**WHAT YOU SHOULD DO**
Could you restate word for word every line of the records below, from the first one to the one holding "repository e6f72ab6cd71eafc"?
*** SUPPLIED DATA Section Begins ***
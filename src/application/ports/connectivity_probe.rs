use async_trait::async_trait;

/// Platform signal for network reachability.
#[async_trait]
pub trait ConnectivityProbe: Send + Sync {
    async fn probe(&self) -> bool;
}
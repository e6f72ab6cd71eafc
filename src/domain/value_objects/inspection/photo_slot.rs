use serde::{Deserialize, Serialize};
use std::fmt;

#[derive(Debug, Clone, Copy, PartialEq, Eq, Hash, Serialize, Deserialize)]
#[serde(rename_all = "lowercase")]
pub enum PhotoSlot {
    Initial,
    During,
    Final,
}

impl PhotoSlot {
    pub const ALL: [PhotoSlot; 3] = [PhotoSlot::Initial, PhotoSlot::During, PhotoSlot::Final];

    pub fn as_str(&self) -> &'static str {
        match self {
            PhotoSlot::Initial => "initial",
            PhotoSlot::During => "during",
            PhotoSlot::Final => "final",
        }
    }
}

impl fmt::Display for PhotoSlot {
    fn fmt(&self, f: &mut fmt::Formatter<'_>) -> fmt::Result {
        write!(f, "{}", self.as_str())
    }
}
*** SUPPLIED DATA Section Ends ***
**YOUR SOLUTION**
filename src/application/ports/connectivity_probe.rs
use async_trait::async_trait;

/// Platform signal for network reachability.
#[async_trait]
pub trait ConnectivityProbe: Send + Sync {
    async fn probe(&self) -> bool;
}
repository e6f72ab6cd71eafc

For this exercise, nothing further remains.